I am a Christian too. And I understand the struggle. I had bad thoughts against God for years in my head because of the OCD. And when I was in my early 20s, I started reading a book called "Believing God" by Beth Moore. In it, she said that she prayed for a miracle for the people reading her book, and she encouraged everyone in the book to do a 40 day fast. Since I was struggling with OCD, I didn't fast, because I couldn't take anything else away from myself; but I did add five minutes of meditating on scripture a day.
At the end of the 40 day fast there was a snow day, which is very rare where I live, and I was able to stay home from work. And I got on my knees, and wrestled with the idea that I could pray and believe that God would heal me of the OCD. At the end of that time of wrestling, I was able to pray that prayer--in words, to pray that God would heal me and trust that he would.
And God started healing me of the OCD from that moment going forward. I was on a journey of healing (and still am!!!). God started making me better very slowly, little by little, every day.
That was over 19 years ago. And I have come such a long way from where I started. I still have farther to go. But I have been able to cover so much ground in this OCD journey over all that time.
I vividly remember the time when I decided that it was safe to let the thoughts run freely through my head, without trying to stop them or fix them.
Are used to try to negate all the thoughts that came into my head, in order to try to make them not dangerous. But this is wrong--And it just feeds the OCD.
Along my journey, I learned that we can just ignore these thoughts. These thoughts actually have nothing to do with our relationship with God. God does not care if we have these thoughts in our heads at all . I started to allow even the blasphemous thoughts to play out freely in my head without trying to stop them.
And that opens the door for those awful thoughts to stop altogether.
I am very passionate about this concept now. I see a lot of people on the app posting about how afraid they are of their thoughts, especially negative religious thoughts. And I understand how scary that can be because I was there 19 years ago.
But I really try to encourage everyone on the app to change their relationship with their thoughts. When people first have OCD. They are terrified of the thoughts and they do everything they can to try to mitigate the thoughts, "fix "the thoughts, or do any action to make them less dangerous.
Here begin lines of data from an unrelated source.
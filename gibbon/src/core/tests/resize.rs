/*
 * Created on Fri Jan 26 2024
 *
 * This file is a part of Gibbon
 * Gibbon is a free and open-source authorization engine written by
 * Sayan Nandan ("the Author") that stores users, groups and permissions
 * in a transactional document store and encodes set membership as
 * fixed-length bitmasks, trading a little write amplification for
 * single-read permission checks.
 *
 * Copyright (c) 2024, Sayan Nandan <ohsayan@outlook.com>
 *
 * This program is free software: you can redistribute it and/or modify
 * it under the terms of the GNU Affero General Public License as published by
 * the Free Software Foundation, either version 3 of the License, or
 * (at your option) any later version.
 *
 * This program is distributed in the hope that it will be useful,
 * but WITHOUT ANY WARRANTY; without even the implied warranty of
 * MERCHANTABILITY or FITNESS FOR A PARTICULAR PURPOSE. See the
 * GNU Affero General Public License for more details.
 *
 * You should have received a copy of the GNU Affero General Public License
 * along with this program. If not, see <https://www.gnu.org/licenses/>.
 *
*/

use {
    super::seeded,
    crate::{
        error::{Entity, GibbonError},
        facade::Gibbon,
    },
};

fn wired(g: &Gibbon) {
    g.allocate_permission(None, into_dict!()).unwrap();
    g.allocate_group(None, into_dict!()).unwrap();
    g.subscribe_permissions_to_groups(None, [1u64], [1u64]).unwrap();
    g.create_user(None, into_dict!("email" => "r@x")).unwrap();
    g.subscribe_users_to_groups(None, into_dict!("email" => "r@x"), [1u64])
        .unwrap();
}

#[test]
fn expand_then_shrink_permissions_is_the_identity() {
    let g = seeded(2, 2);
    wired(&g);
    g.expand_permissions(None, 4).unwrap();
    assert_eq!(g.find_permissions(None, &[32]).unwrap().len(), 1);
    let group = &g.find_groups(None, &[1]).unwrap()[0];
    assert_eq!(group.permissions.len(), 4);
    assert_eq!(group.permissions.positions(), vec![1]);
    let user = &g.find_users(None, into_dict!("email" => "r@x")).unwrap()[0];
    assert_eq!(user.permissions.len(), 4);
    assert_eq!(user.permissions.positions(), vec![1]);
    // nothing was allocated above the old boundary, so this must be a clean
    // inverse
    g.shrink_permissions(None, 2).unwrap();
    let group = &g.find_groups(None, &[1]).unwrap()[0];
    assert_eq!(group.permissions.len(), 2);
    assert_eq!(group.permissions.positions(), vec![1]);
    let user = &g.find_users(None, into_dict!("email" => "r@x")).unwrap()[0];
    assert_eq!(user.permissions.len(), 2);
    assert_eq!(user.permissions.positions(), vec![1]);
    assert!(g.find_permissions(None, &[32]).unwrap().is_empty());
}

#[test]
fn shrink_refuses_to_drop_live_slots() {
    let g = seeded(2, 2);
    wired(&g);
    // occupy every slot, including position 16
    for _ in 0..15 {
        g.allocate_permission(None, into_dict!()).unwrap();
    }
    let before = g.datastore().read(|state| state.clone());
    assert!(matches!(
        g.shrink_permissions(None, 1),
        Err(GibbonError::ShrinkDeniesLive(Entity::Permission))
    ));
    // the safety check ran before any destructive write
    assert_eq!(g.datastore().read(|state| state.clone()), before);
}

#[test]
fn expand_and_shrink_groups_rewrite_membership_masks() {
    let g = seeded(2, 2);
    wired(&g);
    g.expand_groups(None, 3).unwrap();
    assert_eq!(g.find_groups(None, &[24]).unwrap().len(), 1);
    let user = &g.find_users(None, into_dict!("email" => "r@x")).unwrap()[0];
    assert_eq!(user.groups.len(), 3);
    assert_eq!(user.groups.positions(), vec![1]);
    g.shrink_groups(None, 2).unwrap();
    let user = &g.find_users(None, into_dict!("email" => "r@x")).unwrap()[0];
    assert_eq!(user.groups.len(), 2);
    assert_eq!(user.groups.positions(), vec![1]);
}

#[test]
fn resize_direction_is_enforced() {
    let g = seeded(2, 2);
    assert!(matches!(
        g.expand_permissions(None, 2),
        Err(GibbonError::ResizeDirection)
    ));
    assert!(matches!(
        g.expand_permissions(None, 1),
        Err(GibbonError::ResizeDirection)
    ));
    assert!(matches!(
        g.shrink_permissions(None, 2),
        Err(GibbonError::ResizeDirection)
    ));
    assert!(matches!(
        g.shrink_permissions(None, 0),
        Err(GibbonError::ResizeDirection)
    ));
    assert!(matches!(
        g.expand_groups(None, 2),
        Err(GibbonError::ResizeDirection)
    ));
    assert!(matches!(
        g.shrink_groups(None, 3),
        Err(GibbonError::ResizeDirection)
    ));
}

#[test]
fn allocation_after_expand_still_takes_the_lowest_free() {
    let g = seeded(1, 1);
    g.allocate_permission(None, into_dict!()).unwrap();
    g.allocate_permission(None, into_dict!()).unwrap();
    g.deallocate_permissions(None, [1u64]).unwrap();
    g.expand_permissions(None, 2).unwrap();
    // the freed slot below the old boundary wins over the fresh range
    assert_eq!(g.allocate_permission(None, into_dict!()).unwrap().position, 1);
    assert_eq!(g.allocate_permission(None, into_dict!()).unwrap().position, 3);
}

#[test]
fn expanded_universe_is_allocatable_to_the_new_edge() {
    let g = seeded(1, 1);
    for _ in 0..8 {
        g.allocate_permission(None, into_dict!()).unwrap();
    }
    g.expand_permissions(None, 2).unwrap();
    for expect in 9..=16u64 {
        assert_eq!(
            g.allocate_permission(None, into_dict!()).unwrap().position,
            expect
        );
    }
    assert!(matches!(
        g.allocate_permission(None, into_dict!()),
        Err(GibbonError::Exhausted(Entity::Permission))
    ));
}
But the real treatment for OCD involves ALLOWING the thoughts to play freely through our heads. We freak out about the thoughts, we are actually just going to make them worse. If we can hold onto the truth, that's the thoughts don't matter at all, they start to lose their power. So I want to encourage you to take the mindset that the thoughts DON'T MEAN ANYTHING. And God doesn't care if they are there or not.
This will really set you free in your journey to recover from OCD. It's actually one of the biggest steps that anyone in OCD recovery can take. It can be especially hard for people with religious OCD, because we are so worried about offending God with the thoughts. but I have learned that it is actually a STEP OF FAITH to let the thoughts play freely in our heads.
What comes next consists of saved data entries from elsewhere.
/*
 * Created on Sat Jan 13 2024
 *
 * This file is a part of Gibbon
 * Gibbon is a free and open-source authorization engine written by
 * Sayan Nandan ("the Author") that stores users, groups and permissions
 * in a transactional document store and encodes set membership as
 * fixed-length bitmasks, trading a little write amplification for
 * single-read permission checks.
 *
 * Copyright (c) 2024, Sayan Nandan <ohsayan@outlook.com>
 *
 * This program is free software: you can redistribute it and/or modify
 * it under the terms of the GNU Affero General Public License as published by
 * the Free Software Foundation, either version 3 of the License, or
 * (at your option) any later version.
 *
 * This program is distributed in the hope that it will be useful,
 * but WITHOUT ANY WARRANTY; without even the implied warranty of
 * MERCHANTABILITY or FITNESS FOR A PARTICULAR PURPOSE. See the
 * GNU Affero General Public License for more details.
 *
 * You should have received a copy of the GNU Affero General Public License
 * along with this program. If not, see <https://www.gnu.org/licenses/>.
 *
*/

//! The on-disk snapshot format.
//!
//! ```text
//! [magic 8B][format u32][store version u64][P u64][Gb u64]
//! [payload len u64][payload crc32 u32][payload]
//! ```
//!
//! The payload is the three collections, length-prefixed throughout. A
//! snapshot is rewritten whole on every commit and replaced atomically
//! (temp file + rename), so a crash leaves either the old file or the new
//! one, never a torn mix.

use {
    super::StoreState,
    crate::{
        core::{group::GroupRow, permission::PermissionRow, user::UserRow},
        data::{cell::Datacell, dict::MetaDict, mask::Mask, uuid::Uuid},
        error::{StorageError, StorageResult},
    },
    crc::{Crc, CRC_32_ISO_HDLC},
    std::{collections::BTreeMap, fs, io::Write, path::Path},
};

const MAGIC: [u8; 8] = *b"gibbonss";
const FORMAT_VERSION: u32 = 1;
const CRC32: Crc<u32> = Crc::<u32>::new(&CRC_32_ISO_HDLC);

/*
    save
*/

pub(crate) fn save(state: &StoreState, path: &Path) -> StorageResult<()> {
    let payload = encode_payload(state);
    let mut file_data =
        Vec::with_capacity(MAGIC.len() + 4 + 8 * 4 + 4 + payload.len());
    file_data.extend_from_slice(&MAGIC);
    push_u32(&mut file_data, FORMAT_VERSION);
    push_u64(&mut file_data, state.version);
    push_u64(&mut file_data, state.permission_bytes as u64);
    push_u64(&mut file_data, state.group_bytes as u64);
    push_u64(&mut file_data, payload.len() as u64);
    push_u32(&mut file_data, CRC32.checksum(&payload));
    file_data.extend_from_slice(&payload);
    let tmp = path.with_extension("tmp");
    {
        let mut f = fs::File::create(&tmp)?;
        f.write_all(&file_data)?;
        f.sync_all()?;
    }
    fs::rename(&tmp, path)?;
    Ok(())
}

fn encode_payload(state: &StoreState) -> Vec<u8> {
    let mut buf = Vec::new();
    push_u64(&mut buf, state.permissions.len() as u64);
    for row in state.permissions.values() {
        push_u64(&mut buf, row.position);
        buf.push(row.allocated as u8);
        push_dict(&mut buf, &row.meta);
    }
    push_u64(&mut buf, state.groups.len() as u64);
    for row in state.groups.values() {
        push_u64(&mut buf, row.position);
        buf.push(row.allocated as u8);
        push_mask(&mut buf, &row.permissions);
        push_dict(&mut buf, &row.meta);
    }
    push_u64(&mut buf, state.users.len() as u64);
    for row in state.users.values() {
        buf.extend_from_slice(row.id.as_slice());
        push_mask(&mut buf, &row.groups);
        push_mask(&mut buf, &row.permissions);
        push_dict(&mut buf, &row.meta);
    }
    buf
}

fn push_u32(buf: &mut Vec<u8>, v: u32) {
    buf.extend_from_slice(&v.to_le_bytes());
}

fn push_u64(buf: &mut Vec<u8>, v: u64) {
    buf.extend_from_slice(&v.to_le_bytes());
}

fn push_bytes(buf: &mut Vec<u8>, b: &[u8]) {
    push_u64(buf, b.len() as u64);
    buf.extend_from_slice(b);
}

fn push_mask(buf: &mut Vec<u8>, m: &Mask) {
    push_bytes(buf, m.as_bytes());
}

fn push_dict(buf: &mut Vec<u8>, dict: &MetaDict) {
    push_u64(buf, dict.len() as u64);
    for (key, cell) in dict {
        push_bytes(buf, key.as_bytes());
        push_cell(buf, cell);
    }
}

mod tag {
    pub const BOOL: u8 = 0;
    pub const UINT: u8 = 1;
    pub const SINT: u8 = 2;
    pub const FLOAT: u8 = 3;
    pub const STR: u8 = 4;
    pub const BIN: u8 = 5;
}

fn push_cell(buf: &mut Vec<u8>, cell: &Datacell) {
    match cell {
        Datacell::Bool(b) => {
            buf.push(tag::BOOL);
            buf.push(*b as u8);
        }
        Datacell::UnsignedInt(u) => {
            buf.push(tag::UINT);
            push_u64(buf, *u);
        }
        Datacell::SignedInt(s) => {
            buf.push(tag::SINT);
            push_u64(buf, *s as u64);
        }
        Datacell::Float(f) => {
            buf.push(tag::FLOAT);
            push_u64(buf, f.to_bits());
        }
        Datacell::Str(s) => {
            buf.push(tag::STR);
            push_bytes(buf, s.as_bytes());
        }
        Datacell::Bin(b) => {
            buf.push(tag::BIN);
            push_bytes(buf, b);
        }
    }
}

/*
    load
*/

pub(crate) fn load(path: &Path) -> StorageResult<StoreState> {
    let raw = fs::read(path)?;
    let mut scanner = Scanner::new(&raw);
    if scanner.next_block(MAGIC.len())? != MAGIC {
        return Err(StorageError::BadMagic);
    }
    let format = scanner.next_u32_le()?;
    if format != FORMAT_VERSION {
        return Err(StorageError::BadVersion(format));
    }
    let version = scanner.next_u64_le()?;
    let permission_bytes = scanner.next_len()?;
    let group_bytes = scanner.next_len()?;
    if permission_bytes == 0 || group_bytes == 0 {
        return Err(StorageError::Corrupted);
    }
    let payload_len = scanner.next_len()?;
    let crc = scanner.next_u32_le()?;
    let payload = scanner.next_block(payload_len)?;
    if !scanner.exhausted() {
        return Err(StorageError::Corrupted);
    }
    if CRC32.checksum(payload) != crc {
        return Err(StorageError::ChecksumMismatch);
    }
    let mut scanner = Scanner::new(payload);
    let state = decode_payload(&mut scanner, version, permission_bytes, group_bytes)?;
    if !scanner.exhausted() {
        return Err(StorageError::Corrupted);
    }
    Ok(state)
}

fn decode_payload(
    scanner: &mut Scanner,
    version: u64,
    permission_bytes: usize,
    group_bytes: usize,
) -> StorageResult<StoreState> {
    let mut permissions = BTreeMap::new();
    for _ in 0..scanner.next_len()? {
        let position = scanner.next_u64_le()?;
        let allocated = scanner.next_bool()?;
        let meta = next_dict(scanner)?;
        if permissions
            .insert(
                position,
                PermissionRow {
                    position,
                    allocated,
                    meta,
                },
            )
            .is_some()
        {
            return Err(StorageError::Corrupted);
        }
    }
    let mut groups = BTreeMap::new();
    for _ in 0..scanner.next_len()? {
        let position = scanner.next_u64_le()?;
        let allocated = scanner.next_bool()?;
        let mask = next_mask(scanner, permission_bytes)?;
        let meta = next_dict(scanner)?;
        if groups
            .insert(
                position,
                GroupRow {
                    position,
                    allocated,
                    permissions: mask,
                    meta,
                },
            )
            .is_some()
        {
            return Err(StorageError::Corrupted);
        }
    }
    let mut users = BTreeMap::new();
    for _ in 0..scanner.next_len()? {
        let mut id = [0u8; 16];
        id.copy_from_slice(scanner.next_block(16)?);
        let id = Uuid::from_slice(id);
        let groups_mask = next_mask(scanner, group_bytes)?;
        let permissions_mask = next_mask(scanner, permission_bytes)?;
        let meta = next_dict(scanner)?;
        if users
            .insert(
                id,
                UserRow {
                    id,
                    groups: groups_mask,
                    permissions: permissions_mask,
                    meta,
                },
            )
            .is_some()
        {
            return Err(StorageError::Corrupted);
        }
    }
    Ok(StoreState {
        version,
        permission_bytes,
        group_bytes,
        permissions,
        groups,
        users,
    })
}

fn next_mask(scanner: &mut Scanner, expected_len: usize) -> StorageResult<Mask> {
    let len = scanner.next_len()?;
    if len != expected_len {
        return Err(StorageError::Corrupted);
    }
    Ok(Mask::decode(scanner.next_block(len)?))
}

fn next_dict(scanner: &mut Scanner) -> StorageResult<MetaDict> {
    let count = scanner.next_len()?;
    let mut dict = MetaDict::new();
    for _ in 0..count {
        let key_len = scanner.next_len()?;
        let key = core::str::from_utf8(scanner.next_block(key_len)?)
            .map_err(|_| StorageError::Corrupted)?
            .into();
        let cell = next_cell(scanner)?;
        let _ = dict.insert(key, cell);
    }
    Ok(dict)
}

fn next_cell(scanner: &mut Scanner) -> StorageResult<Datacell> {
    Ok(match scanner.next_u8()? {
        tag::BOOL => Datacell::Bool(scanner.next_bool()?),
        tag::UINT => Datacell::UnsignedInt(scanner.next_u64_le()?),
        tag::SINT => Datacell::SignedInt(scanner.next_u64_le()? as i64),
        tag::FLOAT => Datacell::Float(f64::from_bits(scanner.next_u64_le()?)),
        tag::STR => {
            let len = scanner.next_len()?;
            Datacell::Str(
                core::str::from_utf8(scanner.next_block(len)?)
                    .map_err(|_| StorageError::Corrupted)?
                    .into(),
            )
        }
        tag::BIN => {
            let len = scanner.next_len()?;
            Datacell::Bin(scanner.next_block(len)?.into())
        }
        other => return Err(StorageError::BadCellTag(other)),
    })
}

/// Bounds-checked cursor over the raw file contents. All reads fail with
/// [`StorageError::UnexpectedEof`] rather than slicing past the end.
struct Scanner<'a> {
    d: &'a [u8],
    i: usize,
}

impl<'a> Scanner<'a> {
    fn new(d: &'a [u8]) -> Self {
        Self { d, i: 0 }
    }
    fn remaining(&self) -> usize {
        self.d.len() - self.i
    }
    fn exhausted(&self) -> bool {
        self.remaining() == 0
    }
    fn next_block(&mut self, n: usize) -> StorageResult<&'a [u8]> {
        if self.remaining() < n {
            return Err(StorageError::UnexpectedEof);
        }
        let block = &self.d[self.i..self.i + n];
        self.i += n;
        Ok(block)
    }
    fn next_u8(&mut self) -> StorageResult<u8> {
        Ok(self.next_block(1)?[0])
    }
    fn next_bool(&mut self) -> StorageResult<bool> {
        match self.next_u8()? {
            0 => Ok(false),
            1 => Ok(true),
            _ => Err(StorageError::Corrupted),
        }
    }
    fn next_u32_le(&mut self) -> StorageResult<u32> {
        let mut b = [0u8; 4];
        b.copy_from_slice(self.next_block(4)?);
        Ok(u32::from_le_bytes(b))
    }
    fn next_u64_le(&mut self) -> StorageResult<u64> {
        let mut b = [0u8; 8];
        b.copy_from_slice(self.next_block(8)?);
        Ok(u64::from_le_bytes(b))
    }
    /// a u64 length field narrowed to usize; consumers bound it through
    /// `next_block`, so a corrupted length fails as EOF instead of driving
    /// an allocation
    fn next_len(&mut self) -> StorageResult<usize> {
        let len = self.next_u64_le()?;
        usize::try_from(len).map_err(|_| StorageError::Corrupted)
    }
}

#[cfg(test)]
mod tests {
    use {
        super::{load, save},
        crate::{
            core::{group::GroupRow, permission::PermissionRow, user::UserRow},
            error::StorageError,
            store::StoreState,
        },
        std::{env, fs, path::PathBuf},
    };

    fn tmpfile(name: &str) -> PathBuf {
        let mut p = env::temp_dir();
        p.push(format!("gibbon-snap-{}-{name}", std::process::id()));
        p
    }

    fn sample_state() -> StoreState {
        let mut state = StoreState::new(2, 1);
        for position in 1..=16u64 {
            let _ = state
                .permissions
                .insert(position, PermissionRow::new_free(position));
        }
        let mut p1 = state.permissions.get(&1).cloned().unwrap();
        p1.allocated = true;
        p1.meta = into_dict!("name" => "god", "level" => 9000u64);
        let _ = state.permissions.insert(1, p1);
        for position in 1..=8u64 {
            let _ = state.groups.insert(position, GroupRow::new_free(position, 2));
        }
        let mut g1 = state.groups.get(&1).cloned().unwrap();
        g1.allocated = true;
        g1.permissions.set(1).unwrap();
        let _ = state.groups.insert(1, g1);
        let mut user = UserRow::new(1, 2, into_dict!("email" => "a@b"));
        user.groups.set(1).unwrap();
        user.permissions.set(1).unwrap();
        let _ = state.users.insert(user.id, user);
        state
    }

    #[test]
    fn roundtrip() {
        let path = tmpfile("roundtrip");
        let state = sample_state();
        save(&state, &path).unwrap();
        let restored = load(&path).unwrap();
        assert_eq!(state, restored);
        let _ = fs::remove_file(path);
    }

    #[test]
    fn rejects_bad_magic() {
        let path = tmpfile("magic");
        save(&sample_state(), &path).unwrap();
        let mut raw = fs::read(&path).unwrap();
        raw[0] ^= 0xff;
        fs::write(&path, raw).unwrap();
        assert!(matches!(load(&path), Err(StorageError::BadMagic)));
        let _ = fs::remove_file(path);
    }

    #[test]
    fn rejects_flipped_payload_bit() {
        let path = tmpfile("crc");
        save(&sample_state(), &path).unwrap();
        let mut raw = fs::read(&path).unwrap();
        let last = raw.len() - 1;
        raw[last] ^= 0x01;
        fs::write(&path, raw).unwrap();
        assert!(matches!(
            load(&path),
            Err(StorageError::ChecksumMismatch)
        ));
        let _ = fs::remove_file(path);
    }

    #[test]
    fn rejects_truncation() {
        let path = tmpfile("trunc");
        save(&sample_state(), &path).unwrap();
        let raw = fs::read(&path).unwrap();
        fs::write(&path, &raw[..raw.len() - 3]).unwrap();
        assert!(matches!(load(&path), Err(StorageError::UnexpectedEof)));
        let _ = fs::remove_file(path);
    }
}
This is also what ERP therapy will train you to do. We are supposed to let the thoughts play like bad background music, without trying to fix them, while we go about our day just the way that we want to. we can't control the thoughts, but we can essentially ignore them and continue to live our lives. And God wants us to be able to get to that point, where the thoughts aren't causing us fear, distress, etc. When we are distressed about the thoughts, we give the OCD control over our lives, because we can't truly live while we are trying to fight the thoughts off or are afraid of them.
I really enjoy talking to people on this app. So if you wanna talk about this more, and work through how you're feeling, I am more than happy to. I have a lot of empathy for the people who are suffering like I was suffering before. I know what it feels like. And I think the OCD suffering is one of the worst forms of torment on earth. So please know I'm happy to talk if you want to work through any of your questions.